Output the data once more, exactly as given.

Entries taken from a collection
--

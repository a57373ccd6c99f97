use crate::error::AppError;
use serde::{Deserialize, Serialize};

/// A link in the top navigation bar.
#[derive(Debug, Clone, Serialize, Deserialize, PartialEq)]
pub struct NavLink {
    pub label: String,
    pub href: String,
}

/// Hero banner copy and background.
#[derive(Debug, Clone, Serialize, Deserialize, PartialEq)]
pub struct HeroConfig {
    #[serde(default = "default_headline")]
    pub headline: String,
    #[serde(default = "default_tagline")]
    pub tagline: String,
    #[serde(default = "default_image_url")]
    pub image_url: String,
}

impl Default for HeroConfig {
    fn default() -> Self {
        Self {
            headline: default_headline(),
            tagline: default_tagline(),
            image_url: default_image_url(),
        }
    }
}

/// Which icon a trust indicator or step renders with.
#[derive(Debug, Clone, Copy, Serialize, Deserialize, PartialEq, Eq)]
#[serde(rename_all = "snake_case")]
pub enum IconKind {
    Users,
    Trophy,
    Shield,
    Clock,
    Search,
    Calendar,
    Car,
}

/// A titled item with an icon, used for trust badges and "how it works" steps.
#[derive(Debug, Clone, Serialize, Deserialize, PartialEq)]
pub struct Highlight {
    pub icon: IconKind,
    pub title: String,
    pub description: String,
}

/// Marketing copy for the landing page.
///
/// Parsed from `site.toml`. Every field has a default matching the stock
/// Royal Transfer copy, so a partial file only overrides what it names.
#[derive(Debug, Clone, Serialize, Deserialize, PartialEq)]
pub struct SiteConfig {
    #[serde(default = "default_brand")]
    pub brand: String,
    #[serde(default = "default_nav")]
    pub nav: Vec<NavLink>,
    #[serde(default)]
    pub hero: HeroConfig,
    #[serde(default = "default_trust")]
    pub trust: Vec<Highlight>,
    #[serde(default = "default_steps")]
    pub steps: Vec<Highlight>,
    #[serde(default = "default_copyright_year")]
    pub copyright_year: u16,
}

impl Default for SiteConfig {
    fn default() -> Self {
        Self {
            brand: default_brand(),
            nav: default_nav(),
            hero: HeroConfig::default(),
            trust: default_trust(),
            steps: default_steps(),
            copyright_year: default_copyright_year(),
        }
    }
}

impl SiteConfig {
    pub fn from_toml(contents: &str) -> Result<Self, AppError> {
        Ok(toml::from_str(contents)?)
    }

    /// Parse `contents`, falling back to the stock copy on any error.
    pub fn from_toml_or_default(contents: &str) -> Self {
        Self::from_toml(contents).unwrap_or_else(|e| {
            tracing::warn!(error = %e, "site config unreadable, using defaults");
            Self::default()
        })
    }

    /// Brand in title case, e.g. "Royal Transfer" for "ROYAL TRANSFER".
    pub fn display_brand(&self) -> String {
        title_case(&self.brand)
    }

    /// Footer line, e.g. "© 2024 Royal Transfer. All rights reserved."
    pub fn copyright_line(&self) -> String {
        format!(
            "\u{a9} {} {}. All rights reserved.",
            self.copyright_year,
            self.display_brand()
        )
    }
}

/// "ROYAL TRANSFER" -> "Royal Transfer".
fn title_case(s: &str) -> String {
    s.split_whitespace()
        .map(|word| {
            let lower = word.to_lowercase();
            let mut chars = lower.chars();
            match chars.next() {
                Some(first) => first.to_uppercase().chain(chars).collect(),
                None => String::new(),
            }
        })
        .collect::<Vec<_>>()
        .join(" ")
}

fn default_brand() -> String {
    "ROYAL TRANSFER".to_string()
}

fn default_headline() -> String {
    "The road is part of the adventure".to_string()
}

fn default_tagline() -> String {
    "Enjoy the trip - we'll handle the rest.".to_string()
}

fn default_image_url() -> String {
    "https://i.imgur.com/Y7GtfwS.jpeg".to_string()
}

fn default_copyright_year() -> u16 {
    2024
}

fn default_nav() -> Vec<NavLink> {
    [
        ("Destinations", "#destinations"),
        ("FAQ", "#faq"),
        ("Partner", "#partner"),
        ("Rent a Car", "#rent"),
    ]
    .into_iter()
    .map(|(label, href)| NavLink {
        label: label.to_string(),
        href: href.to_string(),
    })
    .collect()
}

fn highlight(icon: IconKind, title: &str, description: &str) -> Highlight {
    Highlight {
        icon,
        title: title.to_string(),
        description: description.to_string(),
    }
}

fn default_trust() -> Vec<Highlight> {
    vec![
        highlight(IconKind::Users, "Trusted by Thousands", "Happy customers worldwide"),
        highlight(IconKind::Trophy, "15+ Years Experience", "Industry veterans"),
        highlight(IconKind::Shield, "Safety & Reliability", "Your security is our priority"),
        highlight(IconKind::Clock, "24/7 Support", "Always here to help"),
    ]
}

fn default_steps() -> Vec<Highlight> {
    vec![
        highlight(
            IconKind::Search,
            "Search your route",
            "Tell us where you start, where you are going and how many travel.",
        ),
        highlight(
            IconKind::Calendar,
            "Pick your dates",
            "Choose a departure day and, for return trips, when to bring you back.",
        ),
        highlight(
            IconKind::Car,
            "Enjoy the ride",
            "A professional driver meets you at the pickup point, on time.",
        ),
    ]
}

#[cfg(test)]
mod tests {
    use super::*;
    use pretty_assertions::assert_eq;

    #[test]
    fn empty_toml_is_stock_copy() {
        let config = SiteConfig::from_toml("").unwrap();
        assert_eq!(config, SiteConfig::default());
        assert_eq!(config.nav.len(), 4);
        assert_eq!(config.trust.len(), 4);
        assert_eq!(config.steps.len(), 3);
    }

    #[test]
    fn partial_toml_overrides_only_named_fields() {
        let config = SiteConfig::from_toml(
            r#"
            brand = "CROWN SHUTTLE"

            [hero]
            headline = "Door to door"
            "#,
        )
        .unwrap();
        assert_eq!(config.brand, "CROWN SHUTTLE");
        assert_eq!(config.hero.headline, "Door to door");
        assert_eq!(config.hero.tagline, "Enjoy the trip - we'll handle the rest.");
        assert_eq!(config.trust, SiteConfig::default().trust);
    }

    #[test]
    fn trust_items_parse_icons() {
        let config = SiteConfig::from_toml(
            r#"
            [[trust]]
            icon = "shield"
            title = "Insured"
            description = "Every ride"
            "#,
        )
        .unwrap();
        assert_eq!(config.trust.len(), 1);
        assert_eq!(config.trust[0].icon, IconKind::Shield);
    }

    #[test]
    fn invalid_toml_is_an_error() {
        assert!(SiteConfig::from_toml("brand = ").is_err());
        assert!(SiteConfig::from_toml("copyright_year = \"soon\"").is_err());
    }

    #[test]
    fn invalid_toml_falls_back_to_default() {
        assert_eq!(
            SiteConfig::from_toml_or_default("[[trust]]\nicon = \"rocket\""),
            SiteConfig::default()
        );
    }

    #[test]
    fn copyright_line_uses_title_case_brand() {
        assert_eq!(
            SiteConfig::default().copyright_line(),
            "\u{a9} 2024 Royal Transfer. All rights reserved."
        );
    }
}
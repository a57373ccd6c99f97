use dioxus::prelude::*;
use dioxus_primitives::label as prim;

/// Form label; `html_for` ties it to a control id.
#[component]
pub fn Label(mut props: prim::LabelProps) -> Element {
    props
        .attributes
        .push(Attribute::new("class", "label", None, false));

    rsx! {
        document::Link { rel: "stylesheet", href: asset!("./style.css") }
        prim::Label { ..props }
    }
}
use dioxus::prelude::*;

/// Small inline pill, e.g. a step number.
#[component]
pub fn Badge(
    #[props(extends = GlobalAttributes)] attributes: Vec<Attribute>,
    children: Element,
) -> Element {
    let base = vec![Attribute::new("class", "badge", None, false)];
    let merged = dioxus_primitives::merge_attributes(vec![base, attributes]);

    rsx! {
        document::Link { rel: "stylesheet", href: asset!("./style.css") }
        span {
            ..merged,
            {children}
        }
    }
}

--

WRITTEN ANSWER:
repository a57373ccd6c99f97
use crate::error::AppError;
use serde::{Deserialize, Serialize};

/// A link in the top navigation bar.
#[derive(Debug, Clone, Serialize, Deserialize, PartialEq)]
pub struct NavLink {
    pub label: String,
    pub href: String,
}

/// Hero banner copy and background.
#[derive(Debug, Clone, Serialize, Deserialize, PartialEq)]
pub struct HeroConfig {
    #[serde(default = "default_headline")]
    pub headline: String,
    #[serde(default = "default_tagline")]
    pub tagline: String,
    #[serde(default = "default_image_url")]
    pub image_url: String,
}

impl Default for HeroConfig {
    fn default() -> Self {
        Self {
            headline: default_headline(),
            tagline: default_tagline(),
            image_url: default_image_url(),
        }
    }
}

/// Which icon a trust indicator or step renders with.
#[derive(Debug, Clone, Copy, Serialize, Deserialize, PartialEq, Eq)]
#[serde(rename_all = "snake_case")]
pub enum IconKind {
    Users,
    Trophy,
    Shield,
    Clock,
    Search,
    Calendar,
    Car,
}

/// A titled item with an icon, used for trust badges and "how it works" steps.
#[derive(Debug, Clone, Serialize, Deserialize, PartialEq)]
pub struct Highlight {
    pub icon: IconKind,
    pub title: String,
    pub description: String,
}

/// Marketing copy for the landing page.
///
/// Parsed from `site.toml`. Every field has a default matching the stock
/// Royal Transfer copy, so a partial file only overrides what it names.
#[derive(Debug, Clone, Serialize, Deserialize, PartialEq)]
pub struct SiteConfig {
    #[serde(default = "default_brand")]
    pub brand: String,
    #[serde(default = "default_nav")]
    pub nav: Vec<NavLink>,
    #[serde(default)]
    pub hero: HeroConfig,
    #[serde(default = "default_trust")]
    pub trust: Vec<Highlight>,
    #[serde(default = "default_steps")]
    pub steps: Vec<Highlight>,
    #[serde(default = "default_copyright_year")]
    pub copyright_year: u16,
}

impl Default for SiteConfig {
    fn default() -> Self {
        Self {
            brand: default_brand(),
            nav: default_nav(),
            hero: HeroConfig::default(),
            trust: default_trust(),
            steps: default_steps(),
            copyright_year: default_copyright_year(),
        }
    }
}

impl SiteConfig {
    pub fn from_toml(contents: &str) -> Result<Self, AppError> {
        Ok(toml::from_str(contents)?)
    }

    /// Parse `contents`, falling back to the stock copy on any error.
    pub fn from_toml_or_default(contents: &str) -> Self {
        Self::from_toml(contents).unwrap_or_else(|e| {
            tracing::warn!(error = %e, "site config unreadable, using defaults");
            Self::default()
        })
    }

    /// Brand in title case, e.g. "Royal Transfer" for "ROYAL TRANSFER".
    pub fn display_brand(&self) -> String {
        title_case(&self.brand)
    }

    /// Footer line, e.g. "© 2024 Royal Transfer. All rights reserved."
    pub fn copyright_line(&self) -> String {
        format!(
            "\u{a9} {} {}. All rights reserved.",
            self.copyright_year,
            self.display_brand()
        )
    }
}

/// "ROYAL TRANSFER" -> "Royal Transfer".
fn title_case(s: &str) -> String {
    s.split_whitespace()
        .map(|word| {
            let lower = word.to_lowercase();
            let mut chars = lower.chars();
            match chars.next() {
                Some(first) => first.to_uppercase().chain(chars).collect(),
                None => String::new(),
            }
        })
        .collect::<Vec<_>>()
        .join(" ")
}

fn default_brand() -> String {
    "ROYAL TRANSFER".to_string()
}

fn default_headline() -> String {
    "The road is part of the adventure".to_string()
}

fn default_tagline() -> String {
    "Enjoy the trip - we'll handle the rest.".to_string()
}

fn default_image_url() -> String {
    "https://i.imgur.com/Y7GtfwS.jpeg".to_string()
}

fn default_copyright_year() -> u16 {
    2024
}

fn default_nav() -> Vec<NavLink> {
    [
        ("Destinations", "#destinations"),
        ("FAQ", "#faq"),
        ("Partner", "#partner"),
        ("Rent a Car", "#rent"),
    ]
    .into_iter()
    .map(|(label, href)| NavLink {
        label: label.to_string(),
        href: href.to_string(),
    })
    .collect()
}

fn highlight(icon: IconKind, title: &str, description: &str) -> Highlight {
    Highlight {
        icon,
        title: title.to_string(),
        description: description.to_string(),
    }
}

fn default_trust() -> Vec<Highlight> {
    vec![
        highlight(IconKind::Users, "Trusted by Thousands", "Happy customers worldwide"),
        highlight(IconKind::Trophy, "15+ Years Experience", "Industry veterans"),
        highlight(IconKind::Shield, "Safety & Reliability", "Your security is our priority"),
        highlight(IconKind::Clock, "24/7 Support", "Always here to help"),
    ]
}

fn default_steps() -> Vec<Highlight> {
    vec![
        highlight(
            IconKind::Search,
            "Search your route",
            "Tell us where you start, where you are going and how many travel.",
        ),
        highlight(
            IconKind::Calendar,
            "Pick your dates",
            "Choose a departure day and, for return trips, when to bring you back.",
        ),
        highlight(
            IconKind::Car,
            "Enjoy the ride",
            "A professional driver meets you at the pickup point, on time.",
        ),
    ]
}

#[cfg(test)]
mod tests {
    use super::*;
    use pretty_assertions::assert_eq;

    #[test]
    fn empty_toml_is_stock_copy() {
        let config = SiteConfig::from_toml("").unwrap();
        assert_eq!(config, SiteConfig::default());
        assert_eq!(config.nav.len(), 4);
        assert_eq!(config.trust.len(), 4);
        assert_eq!(config.steps.len(), 3);
    }

    #[test]
    fn partial_toml_overrides_only_named_fields() {
        let config = SiteConfig::from_toml(
            r#"
            brand = "CROWN SHUTTLE"

            [hero]
            headline = "Door to door"
            "#,
        )
        .unwrap();
        assert_eq!(config.brand, "CROWN SHUTTLE");
        assert_eq!(config.hero.headline, "Door to door");
        assert_eq!(config.hero.tagline, "Enjoy the trip - we'll handle the rest.");
        assert_eq!(config.trust, SiteConfig::default().trust);
    }

    #[test]
    fn trust_items_parse_icons() {
        let config = SiteConfig::from_toml(
            r#"
            [[trust]]
            icon = "shield"
            title = "Insured"
            description = "Every ride"
            "#,
        )
        .unwrap();
        assert_eq!(config.trust.len(), 1);
        assert_eq!(config.trust[0].icon, IconKind::Shield);
    }

    #[test]
    fn invalid_toml_is_an_error() {
        assert!(SiteConfig::from_toml("brand = ").is_err());
        assert!(SiteConfig::from_toml("copyright_year = \"soon\"").is_err());
    }

    #[test]
    fn invalid_toml_falls_back_to_default() {
        assert_eq!(
            SiteConfig::from_toml_or_default("[[trust]]\nicon = \"rocket\""),
            SiteConfig::default()
        );
    }

    #[test]
    fn copyright_line_uses_title_case_brand() {
        assert_eq!(
            SiteConfig::default().copyright_line(),
            "\u{a9} 2024 Royal Transfer. All rights reserved."
        );
    }
}
repository a57373ccd6c99f97
use dioxus::prelude::*;
use dioxus_primitives::label as prim;

/// Form label; `html_for` ties it to a control id.
#[component]
pub fn Label(mut props: prim::LabelProps) -> Element {
    props
        .attributes
        .push(Attribute::new("class", "label", None, false));

    rsx! {
        document::Link { rel: "stylesheet", href: asset!("./style.css") }
        prim::Label { ..props }
    }
}
use dioxus::prelude::*;

/// Small inline pill, e.g. a step number.
#[component]
pub fn Badge(
    #[props(extends = GlobalAttributes)] attributes: Vec<Attribute>,
    children: Element,
) -> Element {
    let base = vec![Attribute::new("class", "badge", None, false)];
    let merged = dioxus_primitives::merge_attributes(vec![base, attributes]);

    rsx! {
        document::Link { rel: "stylesheet", href: asset!("./style.css") }
        span {
            ..merged,
            {children}
        }
    }
}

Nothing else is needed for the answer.